Problem details |
Where in the data below does the word "Sons" appear? Copy each line that holds it.

Collected data
○ ○ ○ ○ ○ ○ ○
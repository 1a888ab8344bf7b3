use std::fmt::{Display, Formatter};
use std::str::FromStr;

use serde::{Deserialize, Serialize};

use crate::ValidationError;

/// Bar aggregation granularity.
#[derive(Debug, Clone, Copy, PartialEq, Eq, Hash, PartialOrd, Ord, Default, Serialize, Deserialize)]
#[serde(try_from = "String", into = "String")]
pub enum Period {
    OneMinute,
    FiveMinutes,
    TenMinutes,
    FifteenMinutes,
    ThirtyMinutes,
    Hourly,
    #[default]
    Daily,
    Weekly,
    Monthly,
    Quarterly,
    Yearly,
}

impl Period {
    pub const ALL: [Self; 11] = [
        Self::OneMinute,
        Self::FiveMinutes,
        Self::TenMinutes,
        Self::FifteenMinutes,
        Self::ThirtyMinutes,
        Self::Hourly,
        Self::Daily,
        Self::Weekly,
        Self::Monthly,
        Self::Quarterly,
        Self::Yearly,
    ];

    /// Name used in cache keys and user-facing output.
    pub const fn as_str(self) -> &'static str {
        match self {
            Self::OneMinute => "1min",
            Self::FiveMinutes => "5min",
            Self::TenMinutes => "10min",
            Self::FifteenMinutes => "15min",
            Self::ThirtyMinutes => "30min",
            Self::Hourly => "hourly",
            Self::Daily => "daily",
            Self::Weekly => "weekly",
            Self::Monthly => "monthly",
            Self::Quarterly => "quarterly",
            Self::Yearly => "yearly",
        }
    }

    /// Code the EODData service expects in its `Period` parameter.
    pub const fn vendor_code(self) -> &'static str {
        match self {
            Self::OneMinute => "1",
            Self::FiveMinutes => "5",
            Self::TenMinutes => "10",
            Self::FifteenMinutes => "15",
            Self::ThirtyMinutes => "30",
            Self::Hourly => "h",
            Self::Daily => "d",
            Self::Weekly => "w",
            Self::Monthly => "m",
            Self::Quarterly => "q",
            Self::Yearly => "y",
        }
    }

    pub const fn is_intraday(self) -> bool {
        matches!(
            self,
            Self::OneMinute
                | Self::FiveMinutes
                | Self::TenMinutes
                | Self::FifteenMinutes
                | Self::ThirtyMinutes
                | Self::Hourly
        )
    }

    pub fn parse(input: &str) -> Result<Self, ValidationError> {
        let normalized = input.trim().to_ascii_lowercase();
        Self::ALL
            .into_iter()
            .find(|period| period.as_str() == normalized || period.vendor_code() == normalized)
            .ok_or(ValidationError::InvalidPeriod {
                value: input.to_owned(),
            })
    }
}

impl Display for Period {
    fn fmt(&self, f: &mut Formatter<'_>) -> std::fmt::Result {
        f.write_str(self.as_str())
    }
}

impl FromStr for Period {
    type Err = ValidationError;

    fn from_str(value: &str) -> Result<Self, Self::Err> {
        Self::parse(value)
    }
}

impl TryFrom<String> for Period {
    type Error = ValidationError;

    fn try_from(value: String) -> Result<Self, Self::Error> {
        Self::parse(&value)
    }
}

impl From<Period> for String {
    fn from(value: Period) -> Self {
        value.as_str().to_owned()
    }
}
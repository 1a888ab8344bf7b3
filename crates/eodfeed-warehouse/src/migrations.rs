use ::duckdb::{params, Connection};

struct Migration {
    version: &'static str,
    sql: &'static str,
}

const MIGRATIONS: &[Migration] = &[
    Migration {
        version: "0001_cache_tables",
        sql: r#"
CREATE TABLE IF NOT EXISTS cache_entries (
    cache_key TEXT PRIMARY KEY,
    kind TEXT NOT NULL,
    row_count BIGINT NOT NULL,
    written_at_us BIGINT NOT NULL
);

CREATE TABLE IF NOT EXISTS exchanges (
    cache_key TEXT NOT NULL,
    code TEXT NOT NULL,
    name TEXT NOT NULL,
    country TEXT,
    currency TEXT,
    suffix TEXT,
    timezone TEXT NOT NULL,
    is_intraday BOOLEAN NOT NULL,
    intraday_start_us BIGINT,
    last_trade_us BIGINT,
    advances BIGINT,
    declines BIGINT
);

CREATE TABLE IF NOT EXISTS symbols (
    cache_key TEXT NOT NULL,
    code TEXT NOT NULL,
    name TEXT NOT NULL,
    long_name TEXT
);

CREATE TABLE IF NOT EXISTS bars (
    cache_key TEXT NOT NULL,
    ts_us BIGINT NOT NULL,
    open DOUBLE NOT NULL,
    high DOUBLE NOT NULL,
    low DOUBLE NOT NULL,
    close DOUBLE NOT NULL,
    volume BIGINT NOT NULL,
    open_interest BIGINT
);
"#,
    },
    Migration {
        version: "0002_indexes",
        sql: r#"
CREATE INDEX IF NOT EXISTS idx_cache_entries_kind ON cache_entries(kind);
CREATE INDEX IF NOT EXISTS idx_exchanges_key ON exchanges(cache_key);
CREATE INDEX IF NOT EXISTS idx_symbols_key ON symbols(cache_key);
CREATE INDEX IF NOT EXISTS idx_bars_key_ts ON bars(cache_key, ts_us);
"#,
    },
];

pub fn apply_migrations(connection: &Connection) -> Result<(), ::duckdb::Error> {
    connection.execute_batch(
        r#"
CREATE TABLE IF NOT EXISTS schema_migrations (
    version TEXT PRIMARY KEY,
    applied_at TIMESTAMP NOT NULL DEFAULT CURRENT_TIMESTAMP
);
"#,
    )?;

    for migration in MIGRATIONS {
        let applied_count: i64 = connection.query_row(
            "SELECT COUNT(*) FROM schema_migrations WHERE version = ?",
            params![migration.version],
            |row| row.get(0),
        )?;

        if applied_count == 0 {
            connection.execute_batch(migration.sql)?;
            connection.execute(
                "INSERT INTO schema_migrations (version) VALUES (?)",
                params![migration.version],
            )?;
        }
    }

    Ok(())
}
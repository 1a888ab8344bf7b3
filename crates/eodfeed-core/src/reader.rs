//! Public entry point.
//!
//! [`DataReader`] picks the uncached [`Manager`] or the [`CachedManager`]
//! according to [`ReaderConfig`] and exposes history both as a whole series
//! and as a lazy row stream.

use chrono::DateTime;
use chrono_tz::Tz;
use eodfeed_warehouse::{Warehouse, WarehouseConfig};
use tracing::debug;

use crate::cached::{CachedManager, UncoveredWindowPolicy};
use crate::domain::{Bar, BarFields, Bound, ExchangeTable, HistorySeries, Period, SymbolTable};
use crate::manager::{HistoryRequest, Manager, MarketData};
use crate::remote::{EodDataClient, RemoteSource};
use crate::stream::{EventSource, Interleave};
use crate::{Error, Expiration};

/// Where fetched data is kept between calls.
#[derive(Debug, Clone, Copy, PartialEq, Eq, Default)]
pub enum CacheBackend {
    /// Every call goes to the remote source.
    None,
    /// DuckDB cache described by [`ReaderConfig::warehouse`].
    #[default]
    Persistent,
}

/// Reader configuration.
#[derive(Debug, Clone)]
pub struct ReaderConfig {
    pub backend: CacheBackend,
    pub warehouse: WarehouseConfig,
    /// Expiration for exchange and symbol lookups made on behalf of history
    /// requests. `None` keeps them forever.
    pub metadata_expiration: Option<Expiration>,
    pub uncovered_window: UncoveredWindowPolicy,
}

impl Default for ReaderConfig {
    fn default() -> Self {
        Self {
            backend: CacheBackend::default(),
            warehouse: WarehouseConfig::default(),
            metadata_expiration: Some(Expiration::ONE_DAY),
            uncovered_window: UncoveredWindowPolicy::default(),
        }
    }
}

impl ReaderConfig {
    pub fn uncached() -> Self {
        Self {
            backend: CacheBackend::None,
            ..Self::default()
        }
    }

    pub fn persistent(warehouse: WarehouseConfig) -> Self {
        Self {
            backend: CacheBackend::Persistent,
            warehouse,
            ..Self::default()
        }
    }
}

/// History request facade over a plain or cache-aware manager.
pub struct DataReader {
    source: Box<dyn MarketData>,
}

impl DataReader {
    /// Reader over the EODData service using credentials from the
    /// environment.
    pub fn from_env(config: ReaderConfig) -> Result<Self, Error> {
        Self::with_remote(EodDataClient::from_env()?, config)
    }

    pub fn with_remote<R>(remote: R, config: ReaderConfig) -> Result<Self, Error>
    where
        R: RemoteSource + 'static,
    {
        let manager = Manager::new(remote);
        let source: Box<dyn MarketData> = match config.backend {
            CacheBackend::None => Box::new(manager),
            CacheBackend::Persistent => {
                let warehouse = Warehouse::open(config.warehouse)?;
                debug!(path = %warehouse.db_path().display(), "using persistent cache");
                Box::new(
                    CachedManager::new(manager, warehouse)
                        .with_metadata_expiration(config.metadata_expiration)
                        .with_uncovered_window(config.uncovered_window),
                )
            }
        };
        Ok(Self { source })
    }

    pub fn exchanges(&self, expiration: Option<Expiration>) -> Result<ExchangeTable, Error> {
        self.source.exchanges(expiration)
    }

    pub fn symbols(
        &self,
        exchange: &str,
        expiration: Option<Expiration>,
    ) -> Result<SymbolTable, Error> {
        self.source.symbols(exchange, expiration)
    }

    /// History of `symbol` on `exchange` over `[start, end]`.
    pub fn history(
        &self,
        exchange: &str,
        symbol: &str,
        start: Bound,
        end: Option<Bound>,
        period: Period,
    ) -> Result<HistorySeries, Error> {
        let request = HistoryRequest::new(exchange, symbol, start)?
            .with_end(end)
            .with_period(period);
        self.source.history(&request)
    }

    /// Lazy `(timestamp, fields)` rows of a history request. The fetch runs
    /// on the first pull; every call starts a fresh fetch.
    pub fn stream_history(
        &self,
        exchange: &str,
        symbol: &str,
        start: Bound,
        end: Option<Bound>,
        period: Period,
    ) -> Result<HistoryStream<'_>, Error> {
        let request = HistoryRequest::new(exchange, symbol, start)?
            .with_end(end)
            .with_period(period);
        Ok(HistoryStream::new(self.source.as_ref(), request))
    }

    /// Several histories merged by timestamp into one event stream.
    pub fn stream_many(
        &self,
        instruments: &[(&str, &str)],
        start: Bound,
        end: Option<Bound>,
        period: Period,
    ) -> Result<Interleave<EventSource<'_>>, Error> {
        let mut sources = Vec::with_capacity(instruments.len());
        for (exchange, symbol) in instruments {
            let stream = self.stream_history(exchange, symbol, start, end, period)?;
            sources.push(EventSource::new(stream));
        }
        Ok(Interleave::new(sources))
    }
}

enum StreamState {
    Pending,
    Streaming(std::vec::IntoIter<Bar>),
    Finished,
}

/// Lazy row iterator over one history request.
pub struct HistoryStream<'a> {
    source: &'a dyn MarketData,
    request: HistoryRequest,
    state: StreamState,
}

impl<'a> HistoryStream<'a> {
    pub fn new(source: &'a dyn MarketData, request: HistoryRequest) -> Self {
        Self {
            source,
            request,
            state: StreamState::Pending,
        }
    }

    pub fn request(&self) -> &HistoryRequest {
        &self.request
    }
}

impl Iterator for HistoryStream<'_> {
    type Item = Result<(DateTime<Tz>, BarFields), Error>;

    fn next(&mut self) -> Option<Self::Item> {
        loop {
            match &mut self.state {
                StreamState::Pending => match self.source.history(&self.request) {
                    Ok(series) => {
                        self.state = StreamState::Streaming(series.into_bars().into_iter());
                    }
                    Err(error) => {
                        self.state = StreamState::Finished;
                        return Some(Err(error));
                    }
                },
                StreamState::Streaming(bars) => match bars.next() {
                    Some(bar) => return Some(Ok((bar.ts, bar.fields))),
                    None => {
                        self.state = StreamState::Finished;
                        return None;
                    }
                },
                StreamState::Finished => return None,
            }
        }
    }
}
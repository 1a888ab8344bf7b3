use std::collections::BTreeMap;

use chrono::{DateTime, NaiveDateTime};
use chrono_tz::Tz;
use eodfeed_warehouse::{ExchangeRecord, SymbolRecord, WarehouseError};
use serde::Serialize;

use crate::timezone::localize;

/// Exchange metadata.
///
/// `intraday_start` and `last_trade` are exchange-local wall-clock times;
/// the `*_at` accessors attach the resolved timezone.
#[derive(Debug, Clone, PartialEq, Serialize)]
pub struct Exchange {
    pub code: String,
    pub name: String,
    pub country: Option<String>,
    pub currency: Option<String>,
    pub suffix: Option<String>,
    /// Timezone label as reported by the vendor.
    pub timezone_label: String,
    /// Resolved timezone, `None` when the label has no mapping.
    pub timezone: Option<Tz>,
    pub is_intraday: bool,
    pub intraday_start: Option<NaiveDateTime>,
    pub last_trade: Option<NaiveDateTime>,
    pub advances: Option<i64>,
    pub declines: Option<i64>,
}

impl Exchange {
    pub fn last_trade_at(&self) -> Option<DateTime<Tz>> {
        let tz = self.timezone?;
        self.last_trade.map(|local| localize(tz, local))
    }

    pub fn intraday_start_at(&self) -> Option<DateTime<Tz>> {
        let tz = self.timezone?;
        self.intraday_start.map(|local| localize(tz, local))
    }

    pub fn to_record(&self) -> ExchangeRecord {
        ExchangeRecord {
            code: self.code.clone(),
            name: self.name.clone(),
            country: self.country.clone(),
            currency: self.currency.clone(),
            suffix: self.suffix.clone(),
            timezone: self.timezone_label.clone(),
            is_intraday: self.is_intraday,
            intraday_start_us: self.intraday_start.map(wall_clock_micros),
            last_trade_us: self.last_trade.map(wall_clock_micros),
            advances: self.advances,
            declines: self.declines,
        }
    }

    /// Rebuild an exchange from its cached row. `timezone` is the resolution
    /// of the row's label.
    pub fn from_record(
        key: &str,
        record: ExchangeRecord,
        timezone: Option<Tz>,
    ) -> Result<Self, WarehouseError> {
        let intraday_start = record
            .intraday_start_us
            .map(|us| wall_clock_from_micros(key, us))
            .transpose()?;
        let last_trade = record
            .last_trade_us
            .map(|us| wall_clock_from_micros(key, us))
            .transpose()?;

        Ok(Self {
            code: record.code,
            name: record.name,
            country: record.country,
            currency: record.currency,
            suffix: record.suffix,
            timezone_label: record.timezone,
            timezone,
            is_intraday: record.is_intraday,
            intraday_start,
            last_trade,
            advances: record.advances,
            declines: record.declines,
        })
    }
}

/// Exchanges keyed by code.
#[derive(Debug, Clone, Default, PartialEq, Serialize)]
#[serde(transparent)]
pub struct ExchangeTable(BTreeMap<String, Exchange>);

impl ExchangeTable {
    pub fn get(&self, code: &str) -> Option<&Exchange> {
        self.0.get(code)
    }

    pub fn contains(&self, code: &str) -> bool {
        self.0.contains_key(code)
    }

    pub fn len(&self) -> usize {
        self.0.len()
    }

    pub fn is_empty(&self) -> bool {
        self.0.is_empty()
    }

    pub fn iter(&self) -> impl Iterator<Item = &Exchange> {
        self.0.values()
    }

    pub fn to_records(&self) -> Vec<ExchangeRecord> {
        self.iter().map(Exchange::to_record).collect()
    }
}

impl FromIterator<Exchange> for ExchangeTable {
    fn from_iter<I: IntoIterator<Item = Exchange>>(iter: I) -> Self {
        Self(
            iter.into_iter()
                .map(|exchange| (exchange.code.clone(), exchange))
                .collect(),
        )
    }
}

impl IntoIterator for ExchangeTable {
    type Item = Exchange;
    type IntoIter = std::collections::btree_map::IntoValues<String, Exchange>;

    fn into_iter(self) -> Self::IntoIter {
        self.0.into_values()
    }
}

/// Symbol listing entry.
#[derive(Debug, Clone, PartialEq, Eq, Serialize)]
pub struct SymbolInfo {
    pub code: String,
    pub name: String,
    pub long_name: Option<String>,
}

impl From<SymbolRecord> for SymbolInfo {
    fn from(value: SymbolRecord) -> Self {
        Self {
            code: value.code,
            name: value.name,
            long_name: value.long_name,
        }
    }
}

impl From<&SymbolInfo> for SymbolRecord {
    fn from(value: &SymbolInfo) -> Self {
        Self {
            code: value.code.clone(),
            name: value.name.clone(),
            long_name: value.long_name.clone(),
        }
    }
}

/// Symbols of one exchange keyed by code.
#[derive(Debug, Clone, Default, PartialEq, Eq, Serialize)]
#[serde(transparent)]
pub struct SymbolTable(BTreeMap<String, SymbolInfo>);

impl SymbolTable {
    pub fn get(&self, code: &str) -> Option<&SymbolInfo> {
        self.0.get(code)
    }

    pub fn contains(&self, code: &str) -> bool {
        self.0.contains_key(code)
    }

    pub fn len(&self) -> usize {
        self.0.len()
    }

    pub fn is_empty(&self) -> bool {
        self.0.is_empty()
    }

    pub fn iter(&self) -> impl Iterator<Item = &SymbolInfo> {
        self.0.values()
    }

    pub fn to_records(&self) -> Vec<SymbolRecord> {
        self.iter().map(SymbolRecord::from).collect()
    }
}

impl FromIterator<SymbolInfo> for SymbolTable {
    fn from_iter<I: IntoIterator<Item = SymbolInfo>>(iter: I) -> Self {
        Self(
            iter.into_iter()
                .map(|symbol| (symbol.code.clone(), symbol))
                .collect(),
        )
    }
}

impl From<Vec<SymbolRecord>> for SymbolTable {
    fn from(value: Vec<SymbolRecord>) -> Self {
        value.into_iter().map(SymbolInfo::from).collect()
    }
}

fn wall_clock_micros(local: NaiveDateTime) -> i64 {
    local.and_utc().timestamp_micros()
}

fn wall_clock_from_micros(key: &str, micros: i64) -> Result<NaiveDateTime, WarehouseError> {
    DateTime::from_timestamp_micros(micros)
        .map(|instant| instant.naive_utc())
        .ok_or_else(|| WarehouseError::CorruptEntry {
            key: key.to_owned(),
            reason: format!("exchange timestamp {micros}us is out of range"),
        })
}
//! EODData web service client over its HTTP GET binding.
//!
//! | Method | Parameters |
//! |--------|------------|
//! | `Login` | `Username`, `Password` |
//! | `ExchangeList` | `Token` |
//! | `SymbolList` | `Token`, `Exchange` |
//! | `SymbolHistoryPeriod` | `Token`, `Exchange`, `Symbol`, `Date`, `Period` |
//! | `SymbolHistoryPeriodByDateRange` | `Token`, `Exchange`, `Symbol`, `StartDate`, `EndDate`, `Period` |
//!
//! Dates are sent as `YYYYMMDD`. Every response carries a root `Message`
//! attribute; anything not containing "success" is a failed call.

use std::collections::BTreeMap;
use std::env;

use chrono::NaiveDate;
use quick_xml::events::{BytesStart, Event};
use quick_xml::Reader;
use tracing::{debug, info};

use crate::domain::Period;
use crate::remote::fields::{self, FieldMapping};
use crate::remote::http_client::{HttpClient, HttpRequest, ReqwestHttpClient, DEFAULT_TIMEOUT_MS};
use crate::remote::session::{Credentials, Session};
use crate::remote::{RawBar, RawExchange, RawSymbol, RemoteSource};
use crate::Error;

pub const DEFAULT_BASE_URL: &str = "http://ws.eoddata.com/data.asmx";
pub const BASE_URL_ENV: &str = "EODDATA_BASE_URL";

/// EODData collaborator implementing [`RemoteSource`].
#[derive(Debug)]
pub struct EodDataClient<H = ReqwestHttpClient> {
    http: H,
    base_url: String,
    session: Session,
    timeout_ms: u64,
}

impl EodDataClient<ReqwestHttpClient> {
    pub fn new(credentials: Credentials) -> Self {
        Self::with_http_client(ReqwestHttpClient::default(), credentials)
    }

    /// Client built from `EODDATA_USERNAME`, `EODDATA_PASSWORD` and the
    /// optional `EODDATA_BASE_URL`.
    pub fn from_env() -> Result<Self, Error> {
        let client = Self::new(Credentials::from_env()?);
        Ok(match env::var(BASE_URL_ENV) {
            Ok(base_url) if !base_url.trim().is_empty() => client.with_base_url(base_url.trim()),
            _ => client,
        })
    }
}

impl<H: HttpClient> EodDataClient<H> {
    pub fn with_http_client(http: H, credentials: Credentials) -> Self {
        Self {
            http,
            base_url: DEFAULT_BASE_URL.to_owned(),
            session: Session::new(credentials),
            timeout_ms: DEFAULT_TIMEOUT_MS,
        }
    }

    pub fn with_base_url(mut self, base_url: impl Into<String>) -> Self {
        self.base_url = base_url.into().trim_end_matches('/').to_owned();
        self
    }

    pub fn with_timeout_ms(mut self, timeout_ms: u64) -> Self {
        self.timeout_ms = timeout_ms;
        self
    }

    pub fn session(&self) -> &Session {
        &self.session
    }

    /// Log in unless the session already holds a token.
    pub fn ensure_authenticated(&self) -> Result<String, Error> {
        self.session
            .ensure_authenticated(|credentials| self.login(credentials))
    }

    fn login(&self, credentials: &Credentials) -> Result<String, Error> {
        let request = self
            .request("Login")
            .with_query("Username", credentials.username())
            .with_query("Password", credentials.password());
        let body = self.send("Login", request)?;
        let document = XmlDocument::parse("Login", &body, None)?;

        if !document.is_success() {
            return Err(Error::Authentication {
                message: document.message().unwrap_or("login rejected").to_owned(),
                raw: Some(body),
            });
        }

        match document.root.get("Token").filter(|token| !token.is_empty()) {
            Some(token) => {
                info!("logged in to EODData");
                Ok(token.clone())
            }
            None => Err(Error::Authentication {
                message: String::from("login response carried no token"),
                raw: Some(body),
            }),
        }
    }

    fn call(
        &self,
        method: &str,
        params: &[(&str, String)],
        record_tag: &str,
        mappings: &[FieldMapping],
    ) -> Result<Vec<fields::NormalizedRecord>, Error> {
        let token = self.ensure_authenticated()?;
        let mut request = self.request(method).with_query("Token", token);
        for (name, value) in params {
            request = request.with_query(*name, value.clone());
        }

        let body = self.send(method, request)?;
        let document = XmlDocument::parse(method, &body, Some(record_tag))?;
        if !document.is_success() {
            return Err(Error::remote_with_raw(
                method,
                document
                    .message()
                    .unwrap_or("response carried no status message")
                    .to_owned(),
                body,
            ));
        }

        let mut records = Vec::with_capacity(document.records.len());
        for attributes in &document.records {
            let record = fields::normalize(mappings, attributes).map_err(|err| {
                Error::remote_with_raw(method, format!("{record_tag}: {err}"), body.clone())
            })?;
            records.push(record);
        }

        debug!(method, records = records.len(), "EODData call succeeded");
        Ok(records)
    }

    fn request(&self, method: &str) -> HttpRequest {
        HttpRequest::get(format!("{}/{method}", self.base_url))
            .with_header("accept", "text/xml")
            .with_timeout_ms(self.timeout_ms)
    }

    fn send(&self, method: &str, request: HttpRequest) -> Result<String, Error> {
        let response = self
            .http
            .execute(request)
            .map_err(|err| Error::remote(method, err.message()))?;

        if !response.is_success() {
            return Err(Error::remote_with_raw(
                method,
                format!("HTTP status {}", response.status),
                response.body,
            ));
        }
        Ok(response.body)
    }
}

impl<H: HttpClient> RemoteSource for EodDataClient<H> {
    fn exchanges(&self) -> Result<Vec<RawExchange>, Error> {
        const METHOD: &str = "ExchangeList";
        self.call(METHOD, &[], "EXCHANGE", fields::EXCHANGE_FIELDS)?
            .iter()
            .map(|record| {
                RawExchange::from_record(record)
                    .map_err(|err| Error::remote(METHOD, err.to_string()))
            })
            .collect()
    }

    fn symbols(&self, exchange: &str) -> Result<Vec<RawSymbol>, Error> {
        const METHOD: &str = "SymbolList";
        self.call(
            METHOD,
            &[("Exchange", exchange.to_owned())],
            "SYMBOL",
            fields::SYMBOL_FIELDS,
        )?
        .iter()
        .map(|record| {
            RawSymbol::from_record(record).map_err(|err| Error::remote(METHOD, err.to_string()))
        })
        .collect()
    }

    fn history(
        &self,
        exchange: &str,
        symbol: &str,
        start: NaiveDate,
        end: Option<NaiveDate>,
        period: Period,
    ) -> Result<Vec<RawBar>, Error> {
        let (method, params) = match end {
            None => (
                "SymbolHistoryPeriod",
                vec![
                    ("Exchange", exchange.to_owned()),
                    ("Symbol", symbol.to_owned()),
                    ("Date", vendor_date(start)),
                    ("Period", period.vendor_code().to_owned()),
                ],
            ),
            Some(end) => (
                "SymbolHistoryPeriodByDateRange",
                vec![
                    ("Exchange", exchange.to_owned()),
                    ("Symbol", symbol.to_owned()),
                    ("StartDate", vendor_date(start)),
                    ("EndDate", vendor_date(end)),
                    ("Period", period.vendor_code().to_owned()),
                ],
            ),
        };

        info!(method, exchange, symbol, %start, period = %period, "fetching history");
        self.call(method, &params, "QUOTE", fields::QUOTE_FIELDS)?
            .iter()
            .map(|record| {
                RawBar::from_record(record).map_err(|err| Error::remote(method, err.to_string()))
            })
            .collect()
    }
}

fn vendor_date(date: NaiveDate) -> String {
    date.format("%Y%m%d").to_string()
}

/// Root attributes plus the attributes of every record element.
#[derive(Debug, Default)]
struct XmlDocument {
    root: BTreeMap<String, String>,
    records: Vec<BTreeMap<String, String>>,
}

impl XmlDocument {
    fn parse(method: &str, xml: &str, record_tag: Option<&str>) -> Result<Self, Error> {
        let malformed = |detail: String| {
            Error::remote_with_raw(method, format!("malformed XML: {detail}"), xml)
        };

        let mut reader = Reader::from_str(xml);
        let mut document = XmlDocument::default();
        let mut seen_root = false;

        loop {
            match reader.read_event() {
                Ok(Event::Start(element)) | Ok(Event::Empty(element)) => {
                    if !seen_root {
                        document.root = attributes(&element).map_err(&malformed)?;
                        seen_root = true;
                    } else if record_tag
                        .is_some_and(|tag| element.local_name().as_ref() == tag.as_bytes())
                    {
                        document
                            .records
                            .push(attributes(&element).map_err(&malformed)?);
                    }
                }
                Ok(Event::Eof) => break,
                Ok(_) => {}
                Err(err) => return Err(malformed(err.to_string())),
            }
        }

        if !seen_root {
            return Err(malformed(String::from("document has no root element")));
        }
        Ok(document)
    }

    fn message(&self) -> Option<&str> {
        self.root.get("Message").map(String::as_str)
    }

    fn is_success(&self) -> bool {
        self.message()
            .is_some_and(|message| message.to_ascii_lowercase().contains("success"))
    }
}

fn attributes(element: &BytesStart<'_>) -> Result<BTreeMap<String, String>, String> {
    let mut values = BTreeMap::new();
    for attribute in element.attributes() {
        let attribute = attribute.map_err(|err| err.to_string())?;
        let name = String::from_utf8_lossy(attribute.key.local_name().as_ref()).into_owned();
        let value = attribute
            .unescape_value()
            .map_err(|err| err.to_string())?
            .into_owned();
        values.insert(name, value);
    }
    Ok(values)
}

#[cfg(test)]
mod tests {
    use super::*;

    #[test]
    fn parses_root_and_record_attributes() {
        let xml = r#"<?xml version="1.0" encoding="utf-8"?>
<RESPONSE xmlns="http://ws.eoddata.com/Data" Source="Data.asmx" Message="Success">
  <SYMBOLS>
    <SYMBOL Code="ABC" Name="ABC &amp; Sons" LongName="" />
    <SYMBOL Code="XYZ" Name="XYZ Corp" LongName="XYZ Corporation" />
  </SYMBOLS>
</RESPONSE>"#;

        let document = XmlDocument::parse("SymbolList", xml, Some("SYMBOL")).expect("parsed");

        assert!(document.is_success());
        assert_eq!(document.records.len(), 2);
        assert_eq!(
            document.records[0].get("Name").map(String::as_str),
            Some("ABC & Sons")
        );
    }

    #[test]
    fn non_success_message_is_detected() {
        let xml = r#"<RESPONSE Message="Invalid Token" />"#;
        let document = XmlDocument::parse("ExchangeList", xml, Some("EXCHANGE")).expect("parsed");

        assert!(!document.is_success());
        assert_eq!(document.message(), Some("Invalid Token"));
    }

    #[test]
    fn empty_body_is_malformed() {
        let err = XmlDocument::parse("ExchangeList", "", None).expect_err("no root");
        assert!(matches!(err, Error::RemoteRequest { .. }));
    }

    #[test]
    fn formats_vendor_dates() {
        let date = NaiveDate::from_ymd_opt(2024, 1, 5).expect("date");
        assert_eq!(vendor_date(date), "20240105");
    }
}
○ ○ ○ ○ ○ ○ ○
Response box |
    <SYMBOL Code="ABC" Name="ABC &amp; Sons" LongName="" />
            Some("ABC & Sons")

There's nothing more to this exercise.